ほとんどのモデルでは、メッシュ分割に自動サイズを使用します。非常に細かい幾何フィーチャーについては、局所的なメッシュの細分割が必要となる場合があります。メッシュの自動サイズ設定とモデルの準備についての詳細
一部のケースでは、最小細分割長を調整し、細分割がメッシュ数に与える影響を低減する必要があるかもしれません。
急勾配の流れ領域でメッシュの局所的細分割を実施するには
- 幾何ボリュームおよびサーフェスにおけるメッシュ分布を調整します。
- 領域内に適当な幾何フィーチャーが存在しない場合には、メッシュ細分割領域を作成します:
- CADモデルに1つ以上のボリュームを追加します。
- メッシュ作成タスクで細分割領域を作成します。
実行
- 構成部品温度が比較的高い場合には、熱放射(輻射) = オンにします(輻射は多くの場合で安定化効果を持っています。一部のモデルでは、輻射の効果を軽視すると、実際の値よりも20%高い温度が生じる場合もあります。)。有効な戦略としては、輻射なしで200回の収束計算を行った後、輻射を有効にして、計算を継続する方法が挙げられます。これにより解析時間を短縮しながら、輻射の効果を検証することが可能となります。材料物性に適切な輻射率を指定することを忘れないでください。熱放射(輻射)のモデリングについての詳細
- 重力ベクトルを指定します。
- [乱流]: 通常、これらのアプリケーションにおける流れは層流となります。設定ダイアログの乱流ボタンをクリックし、層流を選択してください。最初の100回の収束計算内で解析が発散する場合には、k-εモデルを選択し、収束計算数0から解析をやり直してください。
結果抽出
流れの分布
部品温度
その他の一般情報については、結果の可視化向けの様々なツールを用いて、流れや温度に関する結果を抽出してください。
避けるべき事項
- 輻射の影響を(特に構成部品温度が高い場合には)無視してはいけません。
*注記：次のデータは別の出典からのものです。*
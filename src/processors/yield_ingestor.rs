use crate::db::{insert_crop_yield_if_absent, Database};
use crate::error::Result;
use crate::models::CropYield;
use crate::readers::{list_source_files, YieldReader};
use crate::utils::progress::ProgressReporter;
use serde::Serialize;
use std::collections::BTreeMap;
use std::path::Path;
use tracing::{debug, info, warn};

/// Totals for one crop-yield ingestion run.
#[derive(Debug, Clone, Default, PartialEq, Eq, Serialize)]
pub struct YieldIngestReport {
    pub files_found: usize,
    pub records_inserted: u64,
    pub duplicates: u64,
    pub malformed_lines: u64,
}

impl YieldIngestReport {
    pub fn summary(&self) -> String {
        let mut parts = vec![format!("{} new records", self.records_inserted)];
        if self.duplicates > 0 {
            parts.push(format!("{} duplicates (kept first)", self.duplicates));
        }
        if self.malformed_lines > 0 {
            parts.push(format!("{} errors skipped", self.malformed_lines));
        }
        format!("Crop yield data: {}", parts.join(", "))
    }
}

/// Merge per-file entries keeping the first value seen for each year.
///
/// Returns the merged map and how many later entries were discarded.
pub fn merge_first_seen<I>(entries: I) -> (BTreeMap<i32, i64>, u64)
where
    I: IntoIterator<Item = CropYield>,
{
    let mut by_year = BTreeMap::new();
    let mut duplicates = 0;

    for entry in entries {
        if by_year.contains_key(&entry.year) {
            duplicates += 1;
        } else {
            by_year.insert(entry.year, entry.yield_amount);
        }
    }

    (by_year, duplicates)
}

/// Loads `year yield` files, deduplicating years across every file before writing.
pub struct YieldIngestor {
    db: Database,
    reader: YieldReader,
}

impl YieldIngestor {
    pub fn new(db: Database) -> Self {
        Self {
            db,
            reader: YieldReader::new(),
        }
    }

    pub async fn ingest_directory(
        &self,
        dir: &Path,
        progress: Option<&ProgressReporter>,
    ) -> Result<YieldIngestReport> {
        let files = list_source_files(dir)?;
        info!(files = files.len(), dir = %dir.display(), "Found crop yield data files");

        if let Some(p) = progress {
            p.set_length(files.len() as u64);
            p.set_message("Reading crop yield files...");
        }

        let mut report = YieldIngestReport {
            files_found: files.len(),
            ..Default::default()
        };
        let mut all_entries = Vec::new();

        for path in &files {
            debug!(file = %path.display(), "Processing crop yield file");
            let parsed = self.reader.read_yields(path)?;

            for bad in &parsed.malformed {
                warn!(
                    file = %path.display(),
                    line = bad.line,
                    reason = %bad.reason,
                    "Error parsing crop yield line: {}",
                    bad.content
                );
            }

            report.malformed_lines += parsed.malformed.len() as u64;
            all_entries.extend(parsed.entries);

            if let Some(p) = progress {
                p.increment(1);
            }
        }

        let (by_year, duplicates) = merge_first_seen(all_entries);
        report.duplicates = duplicates;

        let mut tx = self.db.begin().await?;
        for (year, yield_amount) in by_year {
            if insert_crop_yield_if_absent(&mut tx, &CropYield::new(year, yield_amount)).await? {
                report.records_inserted += 1;
            }
        }
        tx.commit().await?;

        info!(
            inserted = report.records_inserted,
            duplicates = report.duplicates,
            errors = report.malformed_lines,
            "{}",
            report.summary()
        );

        if let Some(p) = progress {
            p.finish_with_message(&report.summary());
        }

        Ok(report)
    }
}

#[cfg(test)]
mod tests {
    use super::*;
    use pretty_assertions::assert_eq;
    use tempfile::TempDir;

    async fn setup() -> (TempDir, Database) {
        let dir = TempDir::new().unwrap();
        let url = format!("sqlite://{}", dir.path().join("yield.db").display());
        let db = Database::connect(&url).await.unwrap();
        db.migrate().await.unwrap();
        (dir, db)
    }

    #[test]
    fn test_merge_first_seen() {
        let (merged, duplicates) = merge_first_seen(vec![
            CropYield::new(2021, 5),
            CropYield::new(2020, 12345),
            CropYield::new(2020, 99999),
            CropYield::new(2021, 6),
        ]);

        assert_eq!(merged.into_iter().collect::<Vec<_>>(), vec![(2020, 12345), (2021, 5)]);
        assert_eq!(duplicates, 2);
    }

    #[tokio::test]
    async fn test_duplicate_year_across_files_keeps_first() {
        let (tmp, db) = setup().await;
        let yld_dir = tmp.path().join("yld_data");
        std::fs::create_dir_all(&yld_dir).unwrap();
        std::fs::write(yld_dir.join("a.txt"), "2020 12345\n").unwrap();
        std::fs::write(yld_dir.join("b.txt"), "2020 99999\n").unwrap();

        let report = YieldIngestor::new(db.clone())
            .ingest_directory(&yld_dir, None)
            .await
            .unwrap();

        assert_eq!(report.records_inserted, 1);
        assert_eq!(report.duplicates, 1);

        let amount: i64 = sqlx::query_scalar("SELECT yield_amount FROM crop_yields WHERE year = 2020")
            .fetch_one(db.pool())
            .await
            .unwrap();
        assert_eq!(amount, 12345);
    }

    #[tokio::test]
    async fn test_rerun_inserts_nothing_and_errors_are_not_fatal() {
        let (tmp, db) = setup().await;
        let yld_dir = tmp.path().join("yld_data");
        std::fs::create_dir_all(&yld_dir).unwrap();
        std::fs::write(yld_dir.join("yield.txt"), "2020 12345\n2021 23456\ngarbage\n").unwrap();

        let ingestor = YieldIngestor::new(db);
        let first = ingestor.ingest_directory(&yld_dir, None).await.unwrap();
        assert_eq!(first.records_inserted, 2);
        assert_eq!(first.malformed_lines, 1);

        let second = ingestor.ingest_directory(&yld_dir, None).await.unwrap();
        assert_eq!(second.records_inserted, 0);
    }

    #[test]
    fn test_report_summary() {
        let report = YieldIngestReport {
            files_found: 2,
            records_inserted: 30,
            duplicates: 1,
            malformed_lines: 0,
        };
        assert_eq!(
            report.summary(),
            "Crop yield data: 30 new records, 1 duplicates (kept first)"
        );
    }
}
//! Table definitions for the four record types.

/// Schema creation SQL. Every statement is idempotent.
pub const SCHEMA_SQL: &str = r#"
CREATE TABLE IF NOT EXISTS weather_stations (
    id INTEGER PRIMARY KEY,
    station_code VARCHAR(20) NOT NULL UNIQUE,
    state VARCHAR(50)
);

CREATE TABLE IF NOT EXISTS weather_observations (
    id INTEGER PRIMARY KEY,
    station_id INTEGER NOT NULL REFERENCES weather_stations(id),
    observation_date DATE NOT NULL,
    max_temp_tenths_c INTEGER,
    min_temp_tenths_c INTEGER,
    precip_tenths_mm INTEGER
);

CREATE INDEX IF NOT EXISTS idx_station_date ON weather_observations(station_id, observation_date);
CREATE INDEX IF NOT EXISTS idx_observation_date ON weather_observations(observation_date);
CREATE INDEX IF NOT EXISTS idx_observation_station ON weather_observations(station_id);

CREATE TABLE IF NOT EXISTS crop_yields (
    id INTEGER PRIMARY KEY,
    year INTEGER NOT NULL UNIQUE,
    yield_amount INTEGER NOT NULL
);

CREATE TABLE IF NOT EXISTS yearly_station_stats (
    id INTEGER PRIMARY KEY,
    station_id INTEGER NOT NULL REFERENCES weather_stations(id),
    year INTEGER NOT NULL,
    avg_max_celsius REAL,
    avg_min_celsius REAL,
    total_precip_cm REAL
);

CREATE UNIQUE INDEX IF NOT EXISTS idx_stats_station_year ON yearly_station_stats(station_id, year);
CREATE INDEX IF NOT EXISTS idx_stats_year ON yearly_station_stats(year);
"#;

/// Drop order respects foreign keys: dependents first.
pub const DROP_SQL: &str = r#"
DROP TABLE IF EXISTS yearly_station_stats;
DROP TABLE IF EXISTS weather_observations;
DROP TABLE IF EXISTS crop_yields;
DROP TABLE IF EXISTS weather_stations;
"#;

pub const TABLE_NAMES: [&str; 4] = [
    "weather_stations",
    "weather_observations",
    "crop_yields",
    "yearly_station_stats",
];

/// Split a multi-statement script into individual statements.
pub fn statements(script: &str) -> impl Iterator<Item = &str> {
    script.split(';').map(str::trim).filter(|s| !s.is_empty())
}
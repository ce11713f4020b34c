use serde::Serialize;
use sqlx::{FromRow, QueryBuilder, Sqlite};

use crate::db::Database;
use crate::error::{PipelineError, Result};
use crate::query::observations::non_empty;
use crate::query::pagination::{Page, Paginated};

/// Conjunctive filter over yearly station statistics.
#[derive(Debug, Clone, Default, PartialEq, Eq)]
pub struct StatsFilter {
    pub station_code: Option<String>,
    pub year: Option<i32>,
    pub start_year: Option<i32>,
    pub end_year: Option<i32>,
}

impl StatsFilter {
    pub fn from_params(
        station_id: Option<&str>,
        year: Option<&str>,
        start_year: Option<&str>,
        end_year: Option<&str>,
    ) -> Result<Self> {
        Ok(Self {
            station_code: non_empty(station_id).map(str::to_string),
            year: non_empty(year).map(|v| parse_year("year", v)).transpose()?,
            start_year: non_empty(start_year)
                .map(|v| parse_year("start_year", v))
                .transpose()?,
            end_year: non_empty(end_year)
                .map(|v| parse_year("end_year", v))
                .transpose()?,
        })
    }

    fn push_where(&self, builder: &mut QueryBuilder<'_, Sqlite>) {
        builder.push(" WHERE 1 = 1");
        if let Some(code) = &self.station_code {
            builder.push(" AND s.station_code = ").push_bind(code.clone());
        }
        if let Some(year) = self.year {
            builder.push(" AND y.year = ").push_bind(year);
        }
        if let Some(start) = self.start_year {
            builder.push(" AND y.year >= ").push_bind(start);
        }
        if let Some(end) = self.end_year {
            builder.push(" AND y.year <= ").push_bind(end);
        }
    }
}

pub fn parse_year(parameter: &'static str, value: &str) -> Result<i32> {
    value.parse::<i32>().map_err(|_| {
        PipelineError::invalid_query(
            parameter,
            format!("Invalid {} value. Use an integer year", parameter),
        )
    })
}

/// One yearly stat row as served to clients.
#[derive(Debug, Clone, PartialEq, Serialize, FromRow)]
pub struct StatsView {
    pub station_id: String,
    pub year: i32,
    pub avg_max_celsius: Option<f64>,
    pub avg_min_celsius: Option<f64>,
    pub total_precip_cm: Option<f64>,
}

const FROM_CLAUSE: &str =
    " FROM yearly_station_stats y JOIN weather_stations s ON s.id = y.station_id";

pub async fn query_stats(
    db: &Database,
    filter: &StatsFilter,
    page: Page,
) -> Result<Paginated<StatsView>> {
    let mut count: QueryBuilder<Sqlite> = QueryBuilder::new("SELECT COUNT(*)");
    count.push(FROM_CLAUSE);
    filter.push_where(&mut count);
    let total_count: i64 = count.build_query_scalar().fetch_one(db.pool()).await?;

    let mut select: QueryBuilder<Sqlite> = QueryBuilder::new(
        "SELECT s.station_code AS station_id, y.year, \
         y.avg_max_celsius, y.avg_min_celsius, y.total_precip_cm",
    );
    select.push(FROM_CLAUSE);
    filter.push_where(&mut select);
    select
        .push(" ORDER BY s.station_code, y.year LIMIT ")
        .push_bind(page.limit)
        .push(" OFFSET ")
        .push_bind(page.offset);

    let data = select
        .build_query_as::<StatsView>()
        .fetch_all(db.pool())
        .await?;

    Ok(Paginated::new(data, total_count, page))
}
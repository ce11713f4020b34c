//! Runtime settings: built-in defaults, then an optional TOML file, then
//! `WEATHER_*` environment variables.

use std::path::Path;

use config::{Config, Environment, File, FileFormat};
use serde::{Deserialize, Serialize};
use validator::Validate;

use crate::error::Result;
use crate::utils::constants::{
    DEFAULT_DATABASE_URL, DEFAULT_LISTEN_ADDR, DEFAULT_MAX_CONNECTIONS,
    DEFAULT_OBSERVATION_BATCH_SIZE, DEFAULT_STATS_BATCH_SIZE,
};

pub const ENV_PREFIX: &str = "WEATHER";

#[derive(Debug, Clone, PartialEq, Eq, Serialize, Deserialize, Validate)]
pub struct Settings {
    #[validate(length(min = 1))]
    pub database_url: String,

    #[validate(length(min = 1))]
    pub listen_addr: String,

    #[validate(range(min = 1))]
    pub max_connections: u32,

    /// Observation rows per committed transaction during weather ingestion.
    #[validate(range(min = 1))]
    pub observation_batch_size: usize,

    /// Stat rows per committed transaction during aggregation.
    #[validate(range(min = 1))]
    pub stats_batch_size: usize,
}

impl Default for Settings {
    fn default() -> Self {
        Self {
            database_url: DEFAULT_DATABASE_URL.to_string(),
            listen_addr: DEFAULT_LISTEN_ADDR.to_string(),
            max_connections: DEFAULT_MAX_CONNECTIONS,
            observation_batch_size: DEFAULT_OBSERVATION_BATCH_SIZE,
            stats_batch_size: DEFAULT_STATS_BATCH_SIZE,
        }
    }
}

impl Settings {
    /// Load settings, reading `config_file` when given (it must exist).
    pub fn load(config_file: Option<&Path>) -> Result<Self> {
        Self::load_with_env(config_file, Environment::with_prefix(ENV_PREFIX).try_parsing(true))
    }

    fn load_with_env(config_file: Option<&Path>, env: Environment) -> Result<Self> {
        let defaults = Settings::default();

        let mut builder = Config::builder()
            .set_default("database_url", defaults.database_url)?
            .set_default("listen_addr", defaults.listen_addr)?
            .set_default("max_connections", u64::from(defaults.max_connections))?
            .set_default("observation_batch_size", defaults.observation_batch_size as u64)?
            .set_default("stats_batch_size", defaults.stats_batch_size as u64)?;

        if let Some(path) = config_file {
            builder = builder.add_source(File::from(path).format(FileFormat::Toml).required(true));
        }

        let settings: Settings = builder.add_source(env).build()?.try_deserialize()?;
        settings.validate()?;
        Ok(settings)
    }

    /// Apply a connection string given on the command line or via `DATABASE_URL`.
    pub fn with_database_url(mut self, database_url: Option<String>) -> Self {
        if let Some(url) = database_url {
            self.database_url = url;
        }
        self
    }

    pub fn with_listen_addr(mut self, listen_addr: Option<String>) -> Self {
        if let Some(addr) = listen_addr {
            self.listen_addr = addr;
        }
        self
    }
}

#[cfg(test)]
mod tests {
    use super::*;
    use crate::error::PipelineError;
    use std::collections::HashMap;
    use tempfile::TempDir;

    fn env(vars: &[(&str, &str)]) -> Environment {
        let source: HashMap<String, String> = vars
            .iter()
            .map(|(k, v)| (k.to_string(), v.to_string()))
            .collect();
        Environment::with_prefix(ENV_PREFIX)
            .try_parsing(true)
            .source(Some(source))
    }

    #[test]
    fn test_defaults() {
        let settings = Settings::load_with_env(None, env(&[])).unwrap();
        assert_eq!(settings, Settings::default());
        assert_eq!(settings.observation_batch_size, 10_000);
        assert_eq!(settings.stats_batch_size, 500);
    }

    #[test]
    fn test_file_then_env_layering() {
        let dir = TempDir::new().unwrap();
        let path = dir.path().join("weather.toml");
        std::fs::write(
            &path,
            "database_url = \"sqlite://from-file.db\"\nstats_batch_size = 50\n",
        )
        .unwrap();

        let settings =
            Settings::load_with_env(Some(path.as_path()), env(&[("WEATHER_STATS_BATCH_SIZE", "25")])).unwrap();

        assert_eq!(settings.database_url, "sqlite://from-file.db");
        assert_eq!(settings.stats_batch_size, 25);
        assert_eq!(settings.observation_batch_size, 10_000);
    }

    #[test]
    fn test_zero_batch_size_rejected() {
        let result = Settings::load_with_env(None, env(&[("WEATHER_OBSERVATION_BATCH_SIZE", "0")]));
        assert!(matches!(result, Err(PipelineError::Validation(_))));
    }

    #[test]
    fn test_missing_config_file_is_an_error() {
        let result = Settings::load_with_env(Some(Path::new("/no/such/weather.toml")), env(&[]));
        assert!(matches!(result, Err(PipelineError::ConfigSource(_))));
    }

    #[test]
    fn test_cli_override() {
        let settings = Settings::default()
            .with_database_url(Some("sqlite::memory:".to_string()))
            .with_database_url(None)
            .with_listen_addr(Some("127.0.0.1:8080".to_string()));
        assert_eq!(settings.database_url, "sqlite::memory:");
        assert_eq!(settings.listen_addr, "127.0.0.1:8080");
    }
}
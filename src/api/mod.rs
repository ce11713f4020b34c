//! HTTP read API.
//!
//! Every route is served both at the root and under `/api`:
//! - `GET /weather` - paginated raw observations
//! - `GET /weather/stats` - paginated yearly station statistics
//! - `GET /health` - liveness check
//! - `GET /openapi.json` and `GET /docs` - API description

pub mod handlers;
pub mod openapi;

use std::sync::Arc;

use axum::{extract::Extension, routing::get, Router};
use tower_http::cors::CorsLayer;
use tower_http::trace::TraceLayer;
use tracing::info;

use crate::db::Database;
use crate::error::Result;

pub use handlers::ApiError;

/// Shared state for request handlers.
pub struct AppState {
    pub db: Database,
}

impl AppState {
    pub fn new(db: Database) -> Arc<Self> {
        Arc::new(Self { db })
    }
}

fn routes() -> Router {
    Router::new()
        .route("/weather", get(handlers::weather_handler))
        .route("/weather/stats", get(handlers::stats_handler))
        .route("/health", get(handlers::health_handler))
        .route("/openapi.json", get(openapi::openapi_handler))
        .route("/docs", get(openapi::docs_handler))
}

/// Build the HTTP router.
pub fn build_router(state: Arc<AppState>) -> Router {
    Router::new()
        .merge(routes())
        .nest("/api", routes())
        .layer(Extension(state))
        .layer(TraceLayer::new_for_http())
        .layer(CorsLayer::permissive())
}

/// Bind `listen_addr` and serve until Ctrl-C.
pub async fn serve(state: Arc<AppState>, listen_addr: &str) -> Result<()> {
    let app = build_router(state);

    let listener = tokio::net::TcpListener::bind(listen_addr).await?;
    info!(addr = %listener.local_addr()?, "Starting weather API server");

    axum::serve(listener, app)
        .with_graceful_shutdown(shutdown_signal())
        .await?;

    info!("Server stopped");
    Ok(())
}

async fn shutdown_signal() {
    if tokio::signal::ctrl_c().await.is_ok() {
        info!("Shutdown signal received");
    }
}
pub mod constants;
pub mod logging;
pub mod progress;
pub mod units;

pub use constants::*;
pub use logging::{init_logging, LoggingOptions};
pub use progress::ProgressReporter;
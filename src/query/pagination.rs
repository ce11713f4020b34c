use serde::Serialize;

use crate::utils::constants::{DEFAULT_PAGE_LIMIT, MAX_PAGE_LIMIT, MIN_PAGE_LIMIT};

/// A validated limit/offset window.
#[derive(Debug, Clone, Copy, PartialEq, Eq)]
pub struct Page {
    pub limit: i64,
    pub offset: i64,
}

impl Default for Page {
    fn default() -> Self {
        Self {
            limit: DEFAULT_PAGE_LIMIT,
            offset: 0,
        }
    }
}

impl Page {
    /// Limit is clamped to [1, 10000]; negative offsets become 0.
    pub fn new(limit: Option<i64>, offset: Option<i64>) -> Self {
        Self {
            limit: limit
                .unwrap_or(DEFAULT_PAGE_LIMIT)
                .clamp(MIN_PAGE_LIMIT, MAX_PAGE_LIMIT),
            offset: offset.unwrap_or(0).max(0),
        }
    }

    /// Raw query-string values; anything that is not an integer falls back
    /// to the default.
    pub fn from_params(limit: Option<&str>, offset: Option<&str>) -> Self {
        let parse = |value: Option<&str>| value.and_then(|v| v.trim().parse::<i64>().ok());
        Self::new(parse(limit), parse(offset))
    }
}

#[derive(Debug, Clone, PartialEq, Eq, Serialize)]
pub struct PaginationMeta {
    pub total_count: i64,
    pub limit: i64,
    pub offset: i64,
    pub returned: usize,
}

/// Response envelope shared by every list endpoint.
#[derive(Debug, Clone, PartialEq, Serialize)]
pub struct Paginated<T> {
    pub data: Vec<T>,
    pub pagination: PaginationMeta,
}

impl<T> Paginated<T> {
    pub fn new(data: Vec<T>, total_count: i64, page: Page) -> Self {
        let returned = data.len();
        Self {
            data,
            pagination: PaginationMeta {
                total_count,
                limit: page.limit,
                offset: page.offset,
                returned,
            },
        }
    }
}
輻射はこれらのアプリケーションにおいて重要な熱伝達の1つであり、これを考慮しない場合には、構成部品の温度予測が過剰になる場合があります。ただし、輻射にはより多くの計算リソースが必要となるため、モデルからは不必要なフィーチャーを除去することが重要となります。
- 構成部品の熱伝導経路を無視してはいけません。空間に浮いている構成部品から熱が伝導されることはありません。構成部品と他のオブジェクト間の物理的結合がモデル内に含まれていることを確認してください。